%%
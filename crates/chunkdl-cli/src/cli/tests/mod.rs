//! CLI parse tests.

use super::{Algo, Cli, CliCommand};
use clap::Parser;

pub(super) fn parse(args: &[&str]) -> CliCommand {
    let cli = Cli::try_parse_from(args).unwrap();
    cli.command
}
%%
» **REQUIREMENT**
Return each line above exactly as it appears.

» **FINAL ANSWER**
filename crates/chunkdl-cli/src/cli/tests/mod.rs
//! CLI parse tests.

use super::{Algo, Cli, CliCommand};
use clap::Parser;

pub(super) fn parse(args: &[&str]) -> CliCommand {
    let cli = Cli::try_parse_from(args).unwrap();
    cli.command
}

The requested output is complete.